[Dataset excerpts]
==========
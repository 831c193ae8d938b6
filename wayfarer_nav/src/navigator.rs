// The engine facade: planning, execution, and the per-tick loop.
//
// `Navigator` owns every piece of mutable navigation state: the map graph
// registry, the collision grid cache, the in-flight route (inside the step
// executor), the transition supervisor, the config, and the event log.
// Collaborators are never owned. Perception and actuation are passed into
// each call, so the engine holds no references to the outside world between
// ticks and a test can drive it with plain structs.
//
// ## Planning
//
// `plan_route()` reads the agent's current map and tile from perception,
// adopts the current capability snapshot (evicting grids gated by changed
// capabilities), and runs the global router. The route is returned to the
// caller; nothing runs until `begin_execution()` hands it back.
//
// ## Tick loop
//
// Each `tick()` call is one bounded unit of work:
//
//   1. Advance the tick counter and read perception.
//   2. Register the observed map and adopt the capability snapshot.
//   3. Let the transition supervisor look at the observation. While it
//      reports a transition the executor is not ticked at all and the
//      status is `Transitioning`.
//   4. On release, optionally learn the transition edge that was just
//      crossed (last stable location -> first stable location on the new
//      map), unless an identical edge is already registered. The edge gets
//      an exit direction only if a move was in flight when the map change
//      was detected; a teleport with no pending move records none.
//   5. Tick the step executor.
//
// See also: `global_router.rs`, `executor.rs`, `transition.rs`.
//
// **Critical constraint: determinism.** Given the same config, the same
// sequence of perception observations and the same calls, the navigator
// issues the same moves and logs the same events.

use crate::collision::CollisionProvider;
use crate::config::NavConfig;
use crate::error::PlanError;
use crate::event::{EventLog, NavEvent, NavEventKind};
use crate::executor::{StepExecutor, TickStatus};
use crate::global_router::GlobalRouter;
use crate::map_graph::MapGraph;
use crate::perception::{Actuator, Perception};
use crate::transition::{SupervisorStatus, TransitionOutcome, TransitionSupervisor};
use crate::types::{Direction, Location, MapId, Position, Route};

#[derive(Debug)]
pub struct Navigator {
    config: NavConfig,
    graph: MapGraph,
    collision: CollisionProvider,
    executor: StepExecutor,
    supervisor: TransitionSupervisor,
    events: EventLog,
    tick: u64,
    status: TickStatus,
    /// Move in flight when the current transition was detected.
    transition_move: Option<Direction>,
}

impl Default for Navigator {
    fn default() -> Self {
        Self::new(NavConfig::default())
    }
}

impl Navigator {
    pub fn new(config: NavConfig) -> Self {
        Self::with_map_graph(config, MapGraph::new())
    }

    /// Start from a previously discovered registry.
    pub fn with_map_graph(config: NavConfig, graph: MapGraph) -> Self {
        Self {
            collision: CollisionProvider::new(config.descending_direction),
            executor: StepExecutor::new(&config),
            supervisor: TransitionSupervisor::new(&config),
            config,
            graph,
            events: EventLog::new(),
            tick: 0,
            status: TickStatus::Idle,
            transition_move: None,
        }
    }

    pub fn config(&self) -> &NavConfig {
        &self.config
    }

    pub fn map_graph(&self) -> &MapGraph {
        &self.graph
    }

    pub fn map_graph_mut(&mut self) -> &mut MapGraph {
        &mut self.graph
    }

    pub fn collision(&self) -> &CollisionProvider {
        &self.collision
    }

    /// Drop the cached collision grid for one map.
    pub fn invalidate_map(&mut self, map: MapId) -> bool {
        self.collision.invalidate(map)
    }

    pub fn invalidate_all(&mut self) {
        self.collision.invalidate_all();
    }

    pub fn executor(&self) -> &StepExecutor {
        &self.executor
    }

    /// Number of `tick()` calls so far.
    pub fn current_tick(&self) -> u64 {
        self.tick
    }

    /// Status returned by the most recent `tick()`.
    pub fn status(&self) -> &TickStatus {
        &self.status
    }

    /// Remove and return all events logged so far.
    pub fn drain_events(&mut self) -> Vec<NavEvent> {
        self.events.drain()
    }

    /// Plan a route from the agent's current location to `goal` on
    /// `goal_map`.
    pub fn plan_route<P: Perception + ?Sized>(
        &mut self,
        perception: &P,
        goal_map: MapId,
        goal: Position,
    ) -> Result<Route, PlanError> {
        let start_map = perception.current_map();
        let start = perception.current_position();
        self.graph.add_map(start_map);
        self.collision.sync_capabilities(perception.capabilities());

        let result = GlobalRouter::new(&self.graph, &mut self.collision, perception, &self.config)
            .plan(start_map, start, goal_map, goal);
        match &result {
            Ok(route) => {
                tracing::debug!(
                    %start_map,
                    %start,
                    %goal_map,
                    %goal,
                    steps = route.len(),
                    hops = route.map_hops(),
                    "route planned"
                );
                self.events.push(
                    self.tick,
                    NavEventKind::RoutePlanned {
                        goal_map,
                        goal,
                        steps: route.len(),
                        hops: route.map_hops(),
                    },
                );
            }
            Err(err) => tracing::debug!(%err, %start_map, %goal_map, "no route"),
        }
        result
    }

    /// Hand a route to the step executor, replacing any route in flight.
    pub fn begin_execution(&mut self, route: Route) {
        self.executor.begin(route);
        self.status = TickStatus::InProgress;
    }

    /// Cancel the route in flight. Honored at the next step boundary.
    pub fn cancel(&mut self) {
        self.executor.cancel(self.tick, &mut self.events);
        if self.executor.route().is_none() {
            self.status = TickStatus::Idle;
        }
    }

    /// Advance the engine by one tick.
    pub fn tick<P, A>(&mut self, perception: &P, actuator: &mut A) -> TickStatus
    where
        P: Perception + ?Sized,
        A: Actuator + ?Sized,
    {
        self.tick += 1;
        let now = self.tick;
        let observed = Location::new(perception.current_map(), perception.current_position());
        self.graph.add_map(observed.map);
        self.collision.sync_capabilities(perception.capabilities());

        let was_transitioning = self.supervisor.is_transitioning();
        let supervision = self.supervisor.observe(
            now,
            observed,
            perception.is_animation_stable(),
            &mut self.events,
        );
        if !was_transitioning && self.supervisor.is_transitioning() {
            self.transition_move = self.executor.in_flight_direction();
        }
        let status = match supervision {
            SupervisorStatus::Transitioning => TickStatus::Transitioning,
            SupervisorStatus::Released(outcome) => {
                let exit_direction = self.transition_move.take();
                if self.config.learn_transitions {
                    self.learn_transition(now, outcome, exit_direction);
                }
                self.executor.tick(now, observed, actuator, &mut self.events)
            }
            SupervisorStatus::Stable => self.executor.tick(now, observed, actuator, &mut self.events),
        };
        self.status = status.clone();
        status
    }

    fn learn_transition(&mut self, now: u64, outcome: TransitionOutcome, exit_direction: Option<Direction>) {
        let TransitionOutcome { from, to, .. } = outcome;
        if self.graph.has_edge(from.map, from.position, to.map, to.position) {
            return;
        }
        let edge = match exit_direction {
            Some(direction) => {
                self.graph
                    .add_edge_with_direction(from.map, from.position, to.map, to.position, direction)
            }
            None => self
                .graph
                .add_edge(from.map, from.position, to.map, to.position, false),
        };
        tracing::info!(%edge, %from, %to, "learned transition edge");
        self.events.push(now, NavEventKind::TransitionLearned { edge });
    }
}

#[cfg(test)]
mod tests {
    use super::*;
    use crate::capability::CapabilitySet;
    use crate::collision::SourceGrid;
    use crate::perception::{TileAtlas, TileSource};

    const A: MapId = MapId(1);
    const B: MapId = MapId(2);

    /// Minimal perception: a fixed atlas and a mutable agent location.
    struct Fixture {
        atlas: TileAtlas,
        at: Location,
        stable: bool,
    }

    impl TileSource for Fixture {
        fn tile_grid(&self, map: MapId) -> Option<SourceGrid> {
            self.atlas.tile_grid(map)
        }
    }

    impl Perception for Fixture {
        fn current_map(&self) -> MapId {
            self.at.map
        }
        fn current_position(&self) -> Position {
            self.at.position
        }
        fn capabilities(&self) -> CapabilitySet {
            CapabilitySet::new()
        }
        fn is_animation_stable(&self) -> bool {
            self.stable
        }
    }

    #[derive(Default)]
    struct Moves(Vec<Direction>);

    impl Actuator for Moves {
        fn attempt_move(&mut self, direction: Direction) {
            self.0.push(direction);
        }
    }

    fn fixture() -> Fixture {
        Fixture {
            atlas: TileAtlas::new()
                .with_map(A, SourceGrid::new(5, 5))
                .with_map(B, SourceGrid::new(5, 5)),
            at: Location::new(A, Position::new(0, 0)),
            stable: true,
        }
    }

    #[test]
    fn plan_route_logs_event_and_registers_start_map() {
        let world = fixture();
        let mut nav = Navigator::default();
        let route = nav.plan_route(&world, A, Position::new(2, 2)).unwrap();
        assert_eq!(route.len(), 4);
        assert!(nav.map_graph().contains_map(A));
        let events = nav.drain_events();
        assert!(matches!(events[0].kind, NavEventKind::RoutePlanned { steps: 4, hops: 0, .. }));
    }

    #[test]
    fn plan_route_is_deterministic() {
        let world = fixture();
        let mut nav = Navigator::default();
        nav.map_graph_mut()
            .add_edge(A, Position::new(4, 2), B, Position::new(0, 2), false);
        let first = nav.plan_route(&world, B, Position::new(4, 4)).unwrap();
        let second = nav.plan_route(&world, B, Position::new(4, 4)).unwrap();
        assert_eq!(first, second);
    }

    #[test]
    fn idle_ticks_report_idle() {
        let world = fixture();
        let mut nav = Navigator::default();
        let mut moves = Moves::default();
        assert_eq!(nav.tick(&world, &mut moves), TickStatus::Idle);
        assert_eq!(nav.current_tick(), 1);
        assert!(moves.0.is_empty());
    }

    #[test]
    fn unobserved_map_change_is_learned() {
        let mut world = fixture();
        world.at = Location::new(A, Position::new(2, 4));
        let mut nav = Navigator::new(NavConfig {
            transition_min_ticks: 1,
            ..NavConfig::default()
        });
        let mut moves = Moves::default();
        nav.tick(&world, &mut moves);

        world.at = Location::new(B, Position::new(2, 0));
        assert_eq!(nav.tick(&world, &mut moves), TickStatus::Transitioning);
        assert_eq!(nav.tick(&world, &mut moves), TickStatus::Idle);
        assert!(nav.map_graph().has_edge(A, Position::new(2, 4), B, Position::new(2, 0)));
        assert!(!nav.map_graph().has_edge(B, Position::new(2, 0), A, Position::new(2, 4)));
        assert!(nav
            .drain_events()
            .iter()
            .any(|e| matches!(e.kind, NavEventKind::TransitionLearned { .. })));
    }

    #[test]
    fn teleport_after_finished_route_learns_no_exit_direction() {
        let mut world = fixture();
        let mut nav = Navigator::new(NavConfig {
            transition_min_ticks: 1,
            settle_ticks: 1,
            ..NavConfig::default()
        });
        let mut moves = Moves::default();
        let route = nav.plan_route(&world, A, Position::new(1, 0)).unwrap();
        nav.begin_execution(route);

        nav.tick(&world, &mut moves);
        assert_eq!(moves.0, vec![Direction::Right]);
        world.at = Location::new(A, Position::new(1, 0));
        nav.tick(&world, &mut moves);
        assert_eq!(nav.tick(&world, &mut moves), TickStatus::Done);

        // Moved by something other than the executor.
        world.at = Location::new(B, Position::new(3, 3));
        assert_eq!(nav.tick(&world, &mut moves), TickStatus::Transitioning);
        nav.tick(&world, &mut moves);

        let graph = nav.map_graph();
        let edge = graph
            .find_edge(A, Position::new(1, 0), B, Position::new(3, 3))
            .unwrap();
        assert_eq!(graph.edge(edge).unwrap().exit_direction, None);
        assert_eq!(moves.0.len(), 1);
    }

    #[test]
    fn warp_during_move_learns_its_direction() {
        let mut world = fixture();
        world.at = Location::new(A, Position::new(0, 4));
        let mut nav = Navigator::new(NavConfig {
            transition_min_ticks: 1,
            ..NavConfig::default()
        });
        let mut moves = Moves::default();
        let route = nav.plan_route(&world, A, Position::new(1, 4)).unwrap();
        nav.begin_execution(route);
        nav.tick(&world, &mut moves);
        assert_eq!(moves.0, vec![Direction::Right]);

        // The move lands on a warp.
        world.at = Location::new(B, Position::new(0, 0));
        assert_eq!(nav.tick(&world, &mut moves), TickStatus::Transitioning);
        nav.tick(&world, &mut moves);

        let graph = nav.map_graph();
        let edge = graph
            .find_edge(A, Position::new(0, 4), B, Position::new(0, 0))
            .unwrap();
        assert_eq!(graph.edge(edge).unwrap().exit_direction, Some(Direction::Right));
    }

    #[test]
    fn learning_can_be_disabled() {
        let mut world = fixture();
        let mut nav = Navigator::new(NavConfig {
            transition_min_ticks: 1,
            learn_transitions: false,
            ..NavConfig::default()
        });
        let mut moves = Moves::default();
        nav.tick(&world, &mut moves);
        world.at = Location::new(B, Position::new(0, 0));
        nav.tick(&world, &mut moves);
        nav.tick(&world, &mut moves);
        assert_eq!(nav.map_graph().edge_count(), 0);
        assert!(nav.map_graph().contains_map(B));
    }
}
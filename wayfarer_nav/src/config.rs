// Data-driven navigation configuration.
//
// All tunable engine parameters live in `NavConfig`, loadable from JSON. The
// engine never uses magic numbers for search caps or timing; it reads them
// from here. Every field has a default, so a partial JSON document (or `{}`)
// is a valid config.
//
// Timing values are expressed in ticks, not wall-clock time: the engine is
// driven by an external tick loop and has no clock of its own.
//
// See also: `navigator.rs` which owns the config, `collision.rs` for the
// one-way inference that reads `descending_direction`, `executor.rs` and
// `transition.rs` for the timing fields.
//
// **Critical constraint: determinism.** Identical configs plus identical
// perception inputs must produce identical routes and tick sequences.

use crate::error::ConfigError;
use crate::types::Direction;
use serde::{Deserialize, Serialize};

/// Tunable parameters for planning and execution.
#[derive(Clone, Debug, PartialEq, Eq, Serialize, Deserialize)]
#[serde(default)]
pub struct NavConfig {
    /// Node-expansion cap for one single-map A* search. Exceeding it yields
    /// `PathNotFound::ExpansionLimit` instead of stalling the tick loop.
    pub max_local_expansions: u32,

    /// Node-expansion cap for one map-graph search.
    pub max_map_expansions: u32,

    /// Consecutive failed attempts on one step before the executor gives up
    /// with `MovementStuck`.
    pub max_bonks: u32,

    /// Ticks to wait after issuing a move before checking the observed
    /// position.
    pub settle_ticks: u64,

    /// Ticks to wait after a bonk before retrying the same step.
    pub bonk_recovery_ticks: u64,

    /// Minimum ticks a map transition suppresses commands, even if perception
    /// reports the screen stable sooner.
    pub transition_min_ticks: u64,

    /// Optional cap on how long the transition supervisor waits for visual
    /// stability. Reaching it releases the executor with a warning.
    pub transition_timeout_ticks: Option<u64>,

    /// Direction chosen for a one-way tile when several directions look
    /// equally open, and the exit direction of interior warp tiles.
    pub descending_direction: Direction,

    /// Record a transition edge whenever a map change is observed.
    pub learn_transitions: bool,
}

impl Default for NavConfig {
    fn default() -> Self {
        Self {
            max_local_expansions: 20_000,
            max_map_expansions: 10_000,
            max_bonks: 3,
            settle_ticks: 2,
            bonk_recovery_ticks: 4,
            transition_min_ticks: 8,
            transition_timeout_ticks: Some(600),
            descending_direction: Direction::Down,
            learn_transitions: true,
        }
    }
}

impl NavConfig {
    /// Parse and validate a config from a JSON string.
    pub fn from_json(json: &str) -> Result<Self, ConfigError> {
        let config: NavConfig = serde_json::from_str(json)?;
        config.validate()?;
        Ok(config)
    }

    /// Serialize to pretty-printed JSON.
    pub fn to_json(&self) -> Result<String, ConfigError> {
        Ok(serde_json::to_string_pretty(self)?)
    }

    /// Reject values the engine cannot operate with.
    pub fn validate(&self) -> Result<(), ConfigError> {
        if self.max_bonks == 0 {
            return Err(ConfigError::Invalid {
                field: "max_bonks",
                reason: "must be at least 1",
            });
        }
        if self.max_local_expansions == 0 {
            return Err(ConfigError::Invalid {
                field: "max_local_expansions",
                reason: "must be non-zero",
            });
        }
        if self.max_map_expansions == 0 {
            return Err(ConfigError::Invalid {
                field: "max_map_expansions",
                reason: "must be non-zero",
            });
        }
        if self
            .transition_timeout_ticks
            .is_some_and(|timeout| timeout < self.transition_min_ticks)
        {
            return Err(ConfigError::Invalid {
                field: "transition_timeout_ticks",
                reason: "must not be shorter than transition_min_ticks",
            });
        }
        Ok(())
    }
}
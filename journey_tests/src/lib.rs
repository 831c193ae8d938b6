// Synthetic world for end-to-end navigation tests.
//
// `SimWorld` is a tiny deterministic stand-in for a real game: it holds the
// per-map tile layouts, the agent's location, the capability set, and a table
// of warps. It implements `Perception` so a `Navigator` can read it, and it
// applies the moves a `SimActuator` collected, using the same collision
// rules as the engine (so a route the engine thinks is legal really is).
//
// On top of that it can misbehave on purpose, to exercise recovery paths:
//
// - swallow specific move attempts, or every attempt ("jammed"), as bonks;
// - play a warp animation for a number of ticks during which moves are
//   ignored and perception reports the screen unstable;
// - report the screen unstable forever while accepting moves (a broken
//   stability signal, for transition timeouts);
// - place transient blockers that both the engine and the world respect.
//
// `Journey` bundles world, actuator and navigator with a tick driver.
//
// See also: `tests/routing.rs` and `tests/execution.rs` for the scenarios.

use std::collections::{BTreeMap, BTreeSet};
use std::sync::Arc;

use tracing_subscriber::EnvFilter;
use wayfarer_nav::collision::{CollisionGrid, GridSnapshot};
use wayfarer_nav::{
    Actuator, CapabilitySet, Direction, Location, MapId, NavConfig, NavEvent, Navigator,
    Perception, Position, SourceGrid, SourceTile, TickStatus, TileAtlas, TileSource,
};

/// Install a `tracing` subscriber for test output, filtered by `RUST_LOG`.
/// Safe to call from every test; only the first call installs.
pub fn init_test_logging() {
    let _ = tracing_subscriber::fmt()
        .with_env_filter(EnvFilter::from_default_env())
        .with_test_writer()
        .try_init();
}

// ---------------------------------------------------------------------------
// World
// ---------------------------------------------------------------------------

pub struct SimWorld {
    atlas: TileAtlas,
    agent: Location,
    capabilities: CapabilitySet,
    /// (standing on, moving) -> destination.
    warps: BTreeMap<(Location, Direction), Location>,
    warp_animation_ticks: u64,
    animation_remaining: u64,
    stability_stuck: bool,
    swallowed: BTreeSet<u32>,
    jammed: bool,
    attempts: u32,
    /// Tie-break for ledges without a declared direction.
    descending: Direction,
}

impl SimWorld {
    pub fn new(start: Location) -> Self {
        Self {
            atlas: TileAtlas::new(),
            agent: start,
            capabilities: CapabilitySet::new(),
            warps: BTreeMap::new(),
            warp_animation_ticks: 0,
            animation_remaining: 0,
            stability_stuck: false,
            swallowed: BTreeSet::new(),
            jammed: false,
            attempts: 0,
            descending: Direction::Down,
        }
    }

    pub fn with_map(mut self, map: MapId, grid: SourceGrid) -> Self {
        self.atlas.insert(map, grid);
        self
    }

    /// Add a warp: moving `direction` while on `from` lands on `to`. The
    /// tile at `from` is marked as a warp tile.
    pub fn add_warp(&mut self, from: Location, direction: Direction, to: Location) {
        if let Some(grid) = self.atlas.grid_mut(from.map) {
            grid.set(from.position, SourceTile::Warp);
        }
        self.warps.insert((from, direction), to);
    }

    /// Ticks of animation after every warp.
    pub fn set_warp_animation(&mut self, ticks: u64) {
        self.warp_animation_ticks = ticks;
    }

    /// Perception reports "unstable" forever, while moves still work.
    pub fn set_stability_stuck(&mut self, stuck: bool) {
        self.stability_stuck = stuck;
    }

    /// Swallow these (1-based) move attempts.
    pub fn swallow_attempts(&mut self, attempts: impl IntoIterator<Item = u32>) {
        self.swallowed.extend(attempts);
    }

    /// Swallow every move from now on.
    pub fn set_jammed(&mut self, jammed: bool) {
        self.jammed = jammed;
    }

    /// Resolve ambiguous ledges the way an engine configured with
    /// `descending` does. `Journey::new` copies it from the config.
    pub fn set_descending(&mut self, descending: Direction) {
        self.descending = descending;
    }

    pub fn grant(&mut self, capability: &str) {
        self.capabilities.insert(capability);
    }

    pub fn set_transient_blockers(&mut self, map: MapId, blockers: Vec<Position>) {
        self.atlas.set_transient_blockers(map, blockers);
    }

    pub fn agent(&self) -> Location {
        self.agent
    }

    pub fn teleport(&mut self, to: Location) {
        self.agent = to;
    }

    /// Total moves received so far, including swallowed ones.
    pub fn attempts(&self) -> u32 {
        self.attempts
    }

    pub fn is_animating(&self) -> bool {
        self.animation_remaining > 0
    }

    /// Advance world time by one tick.
    pub fn end_tick(&mut self) {
        self.animation_remaining = self.animation_remaining.saturating_sub(1);
    }

    /// Apply one move request.
    pub fn apply_move(&mut self, direction: Direction) {
        self.attempts += 1;
        if self.is_animating() || self.jammed || self.swallowed.contains(&self.attempts) {
            tracing::debug!(attempt = self.attempts, %direction, "world swallowed move");
            return;
        }
        if let Some(&to) = self.warps.get(&(self.agent, direction)) {
            self.agent = to;
            self.animation_remaining = self.warp_animation_ticks;
            return;
        }
        if self.truth(self.agent.map).is_some_and(|g| g.can_move(self.agent.position, direction)) {
            self.agent.position = self.agent.position.step(direction);
        }
    }

    /// The world's own view of walkability on `map`.
    fn truth(&self, map: MapId) -> Option<GridSnapshot> {
        let source = self.atlas.tile_grid(map)?;
        let grid = CollisionGrid::build(map, &source, &self.capabilities, self.descending);
        Some(GridSnapshot::new(Arc::new(grid), self.atlas.transient_blockers(map)))
    }
}

impl TileSource for SimWorld {
    fn tile_grid(&self, map: MapId) -> Option<SourceGrid> {
        self.atlas.tile_grid(map)
    }

    fn transient_blockers(&self, map: MapId) -> Vec<Position> {
        self.atlas.transient_blockers(map)
    }
}

impl Perception for SimWorld {
    fn current_map(&self) -> MapId {
        self.agent.map
    }

    fn current_position(&self) -> Position {
        self.agent.position
    }

    fn capabilities(&self) -> CapabilitySet {
        self.capabilities.clone()
    }

    fn is_animation_stable(&self) -> bool {
        !self.stability_stuck && !self.is_animating()
    }
}

// ---------------------------------------------------------------------------
// Actuator
// ---------------------------------------------------------------------------

/// Queues move requests; the harness hands them to the world after each
/// engine tick.
#[derive(Debug, Default)]
pub struct SimActuator {
    pending: Vec<Direction>,
    history: Vec<Direction>,
}

impl SimActuator {
    pub fn take_pending(&mut self) -> Vec<Direction> {
        std::mem::take(&mut self.pending)
    }

    /// Every move ever requested, in order.
    pub fn history(&self) -> &[Direction] {
        &self.history
    }
}

impl Actuator for SimActuator {
    fn attempt_move(&mut self, direction: Direction) {
        self.pending.push(direction);
        self.history.push(direction);
    }
}

// ---------------------------------------------------------------------------
// Driver
// ---------------------------------------------------------------------------

pub struct Journey {
    pub world: SimWorld,
    pub actuator: SimActuator,
    pub nav: Navigator,
    pub events: Vec<NavEvent>,
}

impl Journey {
    pub fn new(mut world: SimWorld, config: NavConfig) -> Self {
        init_test_logging();
        world.set_descending(config.descending_direction);
        Self {
            world,
            actuator: SimActuator::default(),
            nav: Navigator::new(config),
            events: Vec::new(),
        }
    }

    /// One engine tick followed by one world tick.
    pub fn step(&mut self) -> TickStatus {
        let status = self.nav.tick(&self.world, &mut self.actuator);
        self.world.end_tick();
        for direction in self.actuator.take_pending() {
            self.world.apply_move(direction);
        }
        self.events.extend(self.nav.drain_events());
        status
    }

    /// Tick until `Done`, `Failed` or `Idle`, or until `max_ticks` pass.
    pub fn run(&mut self, max_ticks: u64) -> TickStatus {
        let mut status = TickStatus::Idle;
        for _ in 0..max_ticks {
            status = self.step();
            if matches!(status, TickStatus::Done | TickStatus::Failed(_) | TickStatus::Idle) {
                break;
            }
        }
        status
    }

    /// Plan from the agent's location and start executing.
    pub fn go(&mut self, goal_map: MapId, goal: Position) -> Result<usize, wayfarer_nav::PlanError> {
        let route = self.nav.plan_route(&self.world, goal_map, goal)?;
        let len = route.len();
        self.nav.begin_execution(route);
        self.events.extend(self.nav.drain_events());
        Ok(len)
    }

    pub fn count_events(&self, matches: impl Fn(&NavEvent) -> bool) -> usize {
        self.events.iter().filter(|e| matches(e)).count()
    }
}
// Capability snapshots that gate obstacle tiles.
//
// The set of unlocked capabilities (e.g. "cut", "surf") is owned and mutated
// by an external collaborator. The engine only ever sees immutable
// `CapabilitySet` snapshots handed in through perception, and hashes them into
// cache signatures for the collision provider.
//
// See also: `collision.rs` which keys its grid cache on
// `CapabilitySet::signature_for()` and evicts grids on `changed()` keys.
//
// **Critical constraint: determinism.** Signatures hash the sorted key list
// with `FxHasher` (fixed seed), so the same set always produces the same
// signature across runs and platforms of the same pointer width.

use rustc_hash::FxHasher;
use serde::{Deserialize, Serialize};
use std::collections::BTreeSet;
use std::fmt;
use std::hash::{Hash, Hasher};

/// Name of an unlock that gates one or more obstacle tiles.
#[derive(Clone, Debug, PartialEq, Eq, Hash, PartialOrd, Ord, Serialize, Deserialize)]
pub struct CapabilityKey(pub String);

impl CapabilityKey {
    pub fn new(name: impl Into<String>) -> Self {
        Self(name.into())
    }

    pub fn as_str(&self) -> &str {
        &self.0
    }
}

impl From<&str> for CapabilityKey {
    fn from(name: &str) -> Self {
        Self(name.to_owned())
    }
}

impl fmt::Display for CapabilityKey {
    fn fmt(&self, f: &mut fmt::Formatter<'_>) -> fmt::Result {
        f.write_str(&self.0)
    }
}

/// Read-only snapshot of the capabilities the agent currently holds.
#[derive(Clone, Debug, Default, PartialEq, Eq, Serialize, Deserialize)]
pub struct CapabilitySet {
    keys: BTreeSet<CapabilityKey>,
}

impl CapabilitySet {
    pub fn new() -> Self {
        Self::default()
    }

    pub fn with(mut self, key: impl Into<CapabilityKey>) -> Self {
        self.keys.insert(key.into());
        self
    }

    pub fn insert(&mut self, key: impl Into<CapabilityKey>) -> bool {
        self.keys.insert(key.into())
    }

    pub fn contains(&self, key: &CapabilityKey) -> bool {
        self.keys.contains(key)
    }

    pub fn iter(&self) -> impl Iterator<Item = &CapabilityKey> {
        self.keys.iter()
    }

    pub fn len(&self) -> usize {
        self.keys.len()
    }

    pub fn is_empty(&self) -> bool {
        self.keys.is_empty()
    }

    /// Signature of the whole set.
    pub fn signature(&self) -> u64 {
        let mut hasher = FxHasher::default();
        self.keys.len().hash(&mut hasher);
        for key in &self.keys {
            key.hash(&mut hasher);
        }
        hasher.finish()
    }

    /// Signature restricted to `relevant` keys: two sets that agree on which
    /// of those keys they hold produce the same value.
    pub fn signature_for(&self, relevant: &BTreeSet<CapabilityKey>) -> u64 {
        let mut hasher = FxHasher::default();
        for key in relevant {
            key.hash(&mut hasher);
            self.keys.contains(key).hash(&mut hasher);
        }
        hasher.finish()
    }

    /// Keys present in exactly one of the two sets.
    pub fn changed(&self, other: &CapabilitySet) -> BTreeSet<CapabilityKey> {
        self.keys
            .symmetric_difference(&other.keys)
            .cloned()
            .collect()
    }
}

impl<K: Into<CapabilityKey>> FromIterator<K> for CapabilitySet {
    fn from_iter<I: IntoIterator<Item = K>>(iter: I) -> Self {
        Self {
            keys: iter.into_iter().map(Into::into).collect(),
        }
    }
}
==========
Your answer should be the lines above from the one containing "from now on." through the one containing "from the config.", copied exactly and with both ends kept.

[Response area]
    /// Swallow every move from now on.
    pub fn set_jammed(&mut self, jammed: bool) {
        self.jammed = jammed;
    }

    /// Resolve ambiguous ledges the way an engine configured with
    /// `descending` does. `Journey::new` copies it from the config.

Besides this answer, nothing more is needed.